**What you will do:** In the records below, find each line that holds "AppErrorType" and return it.

[Stored data]
=== Section Start ===

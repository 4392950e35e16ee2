use argon2::{
    Argon2,
    password_hash::{PasswordHash, PasswordVerifier},
};

use crate::application::ports::user_repository::{StaffUserRow, UserRepository};

pub struct Login<'a, R: UserRepository + ?Sized> {
    pub repo: &'a R,
}

#[derive(Debug, Clone)]
pub struct LoginRequest {
    pub email: String,
    pub password: String,
}

impl<'a, R: UserRepository + ?Sized> Login<'a, R> {
    pub async fn execute(&self, req: &LoginRequest) -> anyhow::Result<Option<StaffUserRow>> {
        let row = match self.repo.find_by_email(&req.email).await? {
            Some(r) if r.is_active => r,
            _ => return Ok(None),
        };
        let hash = row.password_hash.clone().unwrap_or_default();
        let parsed = PasswordHash::new(&hash).map_err(|e| anyhow::anyhow!(e.to_string()))?;
        if Argon2::default()
            .verify_password(req.password.as_bytes(), &parsed)
            .is_ok()
        {
            Ok(Some(StaffUserRow {
                password_hash: None,
                ..row
            }))
        } else {
            Ok(None)
        }
    }
}
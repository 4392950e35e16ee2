pub mod app;
pub mod app_installation;
pub mod job_status;
pub mod manifest;
pub mod permission;
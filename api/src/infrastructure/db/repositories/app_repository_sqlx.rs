use async_trait::async_trait;
use sqlx::Row;
use sqlx::postgres::PgRow;

use crate::application::ports::app_repository::AppRepository;
use crate::domain::apps::app::{App, NewApp, NewAppToken};
use crate::domain::apps::permission;
use crate::infrastructure::db::PgPool;

pub struct SqlxAppRepository {
    pub pool: PgPool,
}

impl SqlxAppRepository {
    pub fn new(pool: PgPool) -> Self {
        Self { pool }
    }
}

fn map_app(row: &PgRow) -> App {
    let permissions: Vec<String> = row.get("permissions");
    App {
        id: row.get("id"),
        name: row.get("name"),
        identifier: row.try_get("identifier").ok().flatten(),
        version: row.try_get("version").ok().flatten(),
        is_active: row.get("is_active"),
        permissions: permission::from_codenames(permissions),
        manifest_url: row.try_get("manifest_url").ok().flatten(),
        about_app: row.try_get("about_app").ok().flatten(),
        data_privacy: row.try_get("data_privacy").ok().flatten(),
        data_privacy_url: row.try_get("data_privacy_url").ok().flatten(),
        homepage_url: row.try_get("homepage_url").ok().flatten(),
        support_url: row.try_get("support_url").ok().flatten(),
        configuration_url: row.try_get("configuration_url").ok().flatten(),
        app_url: row.try_get("app_url").ok().flatten(),
        created_at: row.get("created_at"),
    }
}

#[async_trait]
impl AppRepository for SqlxAppRepository {
    async fn create_with_token(&self, app: &NewApp, token: &NewAppToken) -> anyhow::Result<App> {
        let mut tx = self.pool.begin().await?;
        let row = sqlx::query(
            r#"INSERT INTO apps
               (name, identifier, version, is_active, permissions, manifest_url, about_app,
                data_privacy, data_privacy_url, homepage_url, support_url, configuration_url, app_url)
               VALUES ($1, $2, $3, $4, $5, $6, $7, $8, $9, $10, $11, $12, $13)
               RETURNING *"#,
        )
        .bind(&app.name)
        .bind(&app.identifier)
        .bind(&app.version)
        .bind(app.is_active)
        .bind(permission::codenames(&app.permissions))
        .bind(&app.manifest_url)
        .bind(&app.about_app)
        .bind(&app.data_privacy)
        .bind(&app.data_privacy_url)
        .bind(&app.homepage_url)
        .bind(&app.support_url)
        .bind(&app.configuration_url)
        .bind(&app.app_url)
        .fetch_one(&mut *tx)
        .await?;
        let created = map_app(&row);

        sqlx::query(
            r#"INSERT INTO app_tokens (app_id, name, token_hash, token_last_4)
               VALUES ($1, $2, $3, $4)"#,
        )
        .bind(created.id)
        .bind(&token.name)
        .bind(&token.token_hash)
        .bind(&token.token_last_4)
        .execute(&mut *tx)
        .await?;

        tx.commit().await?;
        Ok(created)
    }

    async fn find_active_by_token_hash(&self, token_hash: &str) -> anyhow::Result<Option<App>> {
        let row = sqlx::query(
            r#"SELECT a.* FROM app_tokens t
               JOIN apps a ON a.id = t.app_id
               WHERE t.token_hash = $1 AND a.is_active"#,
        )
        .bind(token_hash)
        .fetch_optional(&self.pool)
        .await?;
        Ok(row.as_ref().map(map_app))
    }
}
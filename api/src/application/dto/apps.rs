use crate::domain::apps::permission::Permission;

#[derive(Debug, Clone, Copy, PartialEq, Eq)]
pub enum AppErrorCode {
    Forbidden,
    GraphqlError,
    Invalid,
    InvalidStatus,
    InvalidPermission,
    InvalidUrlFormat,
    InvalidManifestFormat,
    ManifestUrlCantConnect,
    NotFound,
    Required,
    Unique,
    OutOfScopeApp,
    OutOfScopePermission,
}

/// Business-level rejection attributed to one input field.
#[derive(Debug, Clone, PartialEq, Eq)]
pub struct AppError {
    pub field: Option<String>,
    pub message: String,
    pub code: AppErrorCode,
    pub permissions: Option<Vec<Permission>>,
}

impl AppError {
    pub fn new(field: &str, code: AppErrorCode, message: impl Into<String>) -> Self {
        Self {
            field: Some(field.to_string()),
            message: message.into(),
            code,
            permissions: None,
        }
    }

    pub fn with_permissions(mut self, permissions: Vec<Permission>) -> Self {
        self.permissions = Some(permissions);
        self
    }
}
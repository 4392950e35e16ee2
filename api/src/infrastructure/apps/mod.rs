pub mod installer_client_reqwest;
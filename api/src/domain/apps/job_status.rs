use std::fmt;
use std::str::FromStr;

/// Lifecycle of a background installation job.
#[derive(Debug, Clone, Copy, PartialEq, Eq, Hash)]
pub enum JobStatus {
    Pending,
    Success,
    Failed,
}

impl JobStatus {
    pub fn as_str(&self) -> &'static str {
        match self {
            JobStatus::Pending => "pending",
            JobStatus::Success => "success",
            JobStatus::Failed => "failed",
        }
    }
}

impl fmt::Display for JobStatus {
    fn fmt(&self, f: &mut fmt::Formatter<'_>) -> fmt::Result {
        f.write_str(self.as_str())
    }
}

#[derive(thiserror::Error, Debug, PartialEq, Eq)]
#[error("unknown job status `{0}`")]
pub struct UnknownJobStatus(pub String);

impl FromStr for JobStatus {
    type Err = UnknownJobStatus;

    fn from_str(s: &str) -> Result<Self, Self::Err> {
        match s {
            "pending" => Ok(JobStatus::Pending),
            "success" => Ok(JobStatus::Success),
            "failed" => Ok(JobStatus::Failed),
            other => Err(UnknownJobStatus(other.to_string())),
        }
    }
}

#[cfg(test)]
mod tests {
    use super::*;

    #[test]
    fn parses_stored_values() {
        assert_eq!("failed".parse::<JobStatus>().unwrap(), JobStatus::Failed);
        assert_eq!(JobStatus::Pending.to_string(), "pending");
    }

    #[test]
    fn rejects_unknown_values() {
        let err = "deleted".parse::<JobStatus>().unwrap_err();
        assert_eq!(err, UnknownJobStatus("deleted".into()));
    }
}
use std::time::Duration;

use anyhow::Context;
use async_trait::async_trait;
use serde_json::json;

use crate::application::ports::app_installer_client::AppInstallerClient;
use crate::domain::apps::manifest::AppManifest;

pub struct ReqwestAppInstallerClient {
    client: reqwest::Client,
}

impl ReqwestAppInstallerClient {
    pub fn new(timeout: Duration) -> anyhow::Result<Self> {
        let client = reqwest::Client::builder()
            .timeout(timeout)
            .build()
            .context("build app installer http client")?;
        Ok(Self { client })
    }
}

#[async_trait]
impl AppInstallerClient for ReqwestAppInstallerClient {
    async fn fetch_manifest(&self, manifest_url: &str) -> anyhow::Result<AppManifest> {
        let resp = self
            .client
            .get(manifest_url)
            .send()
            .await
            .map_err(|e| anyhow::anyhow!("request failed: {e}"))?;
        if !resp.status().is_success() {
            anyhow::bail!("manifest url returned status {}", resp.status());
        }
        let manifest = resp
            .json::<AppManifest>()
            .await
            .map_err(|e| anyhow::anyhow!("malformed manifest: {e}"))?;
        Ok(manifest)
    }

    async fn send_token(&self, target_url: &str, auth_token: &str) -> anyhow::Result<()> {
        let resp = self
            .client
            .post(target_url)
            .json(&json!({ "auth_token": auth_token }))
            .send()
            .await
            .map_err(|e| anyhow::anyhow!("request failed: {e}"))?;
        if !resp.status().is_success() {
            anyhow::bail!("token target returned status {}", resp.status());
        }
        Ok(())
    }
}
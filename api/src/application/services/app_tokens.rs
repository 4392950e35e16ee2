use rand::Rng;
use rand::distributions::Alphanumeric;
use sha2::{Digest, Sha256};

const TOKEN_LEN: usize = 30;

pub fn generate_token() -> String {
    rand::thread_rng()
        .sample_iter(&Alphanumeric)
        .take(TOKEN_LEN)
        .map(char::from)
        .collect()
}

/// Tokens are only ever stored hashed.
pub fn hash_token(token: &str) -> String {
    format!("{:x}", Sha256::digest(token.as_bytes()))
}

pub fn last_4(token: &str) -> String {
    let start = token.len().saturating_sub(4);
    token[start..].to_string()
}

#[cfg(test)]
mod tests {
    use super::*;

    #[test]
    fn generated_tokens_are_alphanumeric() {
        let token = generate_token();
        assert_eq!(token.len(), TOKEN_LEN);
        assert!(token.chars().all(|c| c.is_ascii_alphanumeric()));
        assert_ne!(token, generate_token());
    }

    #[test]
    fn hash_is_stable_hex() {
        let h = hash_token("secret");
        assert_eq!(h.len(), 64);
        assert_eq!(h, hash_token("secret"));
        assert_eq!(last_4("abcdef"), "cdef");
        assert_eq!(last_4("ab"), "ab");
    }
}
use async_graphql::{Enum, ID, Object, SimpleObject};
use chrono::{DateTime, Utc};

use crate::application::dto::apps::AppError;
use crate::domain::apps::app_installation::AppInstallation;

use super::global_id;

#[derive(Enum, Copy, Clone, Debug, Eq, PartialEq)]
#[graphql(
    name = "PermissionEnum",
    remote = "crate::domain::apps::permission::Permission"
)]
pub enum PermissionEnum {
    ManageUsers,
    ManageStaff,
    ManageApps,
    ManageChannels,
    ManageDiscounts,
    ManagePlugins,
    ManageGiftCard,
    ManageMenus,
    ManageOrders,
    ManagePages,
    ManageProducts,
    ManageShipping,
    ManageSettings,
    ManageTranslations,
    ManageCheckouts,
}

#[derive(Enum, Copy, Clone, Debug, Eq, PartialEq)]
#[graphql(
    name = "JobStatusEnum",
    remote = "crate::domain::apps::job_status::JobStatus"
)]
pub enum JobStatusEnum {
    Pending,
    Success,
    Failed,
}

#[derive(Enum, Copy, Clone, Debug, Eq, PartialEq)]
#[graphql(
    name = "AppErrorCode",
    remote = "crate::application::dto::apps::AppErrorCode"
)]
pub enum AppErrorCodeEnum {
    Forbidden,
    GraphqlError,
    Invalid,
    InvalidStatus,
    InvalidPermission,
    InvalidUrlFormat,
    InvalidManifestFormat,
    ManifestUrlCantConnect,
    NotFound,
    Required,
    Unique,
    OutOfScopeApp,
    OutOfScopePermission,
}

#[derive(SimpleObject, Clone, Debug)]
#[graphql(name = "AppError")]
pub struct AppErrorType {
    /// Name of a field that caused the error.
    pub field: Option<String>,
    pub message: Option<String>,
    pub code: AppErrorCodeEnum,
    /// Permissions the requestor is missing.
    pub permissions: Option<Vec<PermissionEnum>>,
}

impl From<AppError> for AppErrorType {
    fn from(err: AppError) -> Self {
        Self {
            field: err.field,
            message: Some(err.message),
            code: err.code.into(),
            permissions: err
                .permissions
                .map(|perms| perms.into_iter().map(PermissionEnum::from).collect()),
        }
    }
}

pub struct AppInstallationType(pub AppInstallation);

pub const APP_INSTALLATION_TYPE: &str = "AppInstallation";

#[Object(name = "AppInstallation")]
impl AppInstallationType {
    async fn id(&self) -> ID {
        ID(global_id::to_global_id(APP_INSTALLATION_TYPE, self.0.id))
    }

    async fn status(&self) -> JobStatusEnum {
        self.0.status.into()
    }

    async fn app_name(&self) -> &str {
        &self.0.app_name
    }

    async fn manifest_url(&self) -> &str {
        &self.0.manifest_url
    }

    /// Reason of the last failed installation attempt.
    async fn message(&self) -> Option<&str> {
        self.0.message.as_deref()
    }

    async fn permissions(&self) -> Vec<PermissionEnum> {
        self.0
            .permissions
            .iter()
            .copied()
            .map(PermissionEnum::from)
            .collect()
    }

    async fn created_at(&self) -> DateTime<Utc> {
        self.0.created_at
    }

    async fn updated_at(&self) -> DateTime<Utc> {
        self.0.updated_at
    }
}
use async_trait::async_trait;

#[derive(Debug, Clone, Copy, PartialEq, Eq)]
pub struct InstallAppJob {
    pub installation_id: i32,
    pub activate_after_installation: bool,
}

/// Fire-and-forget dispatch of installation jobs.
#[async_trait]
pub trait InstallTaskQueue: Send + Sync {
    async fn enqueue(&self, job: InstallAppJob) -> anyhow::Result<()>;
}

=== Section End ===

**Worked solution:**
pub struct AppErrorType {
impl From<AppError> for AppErrorType {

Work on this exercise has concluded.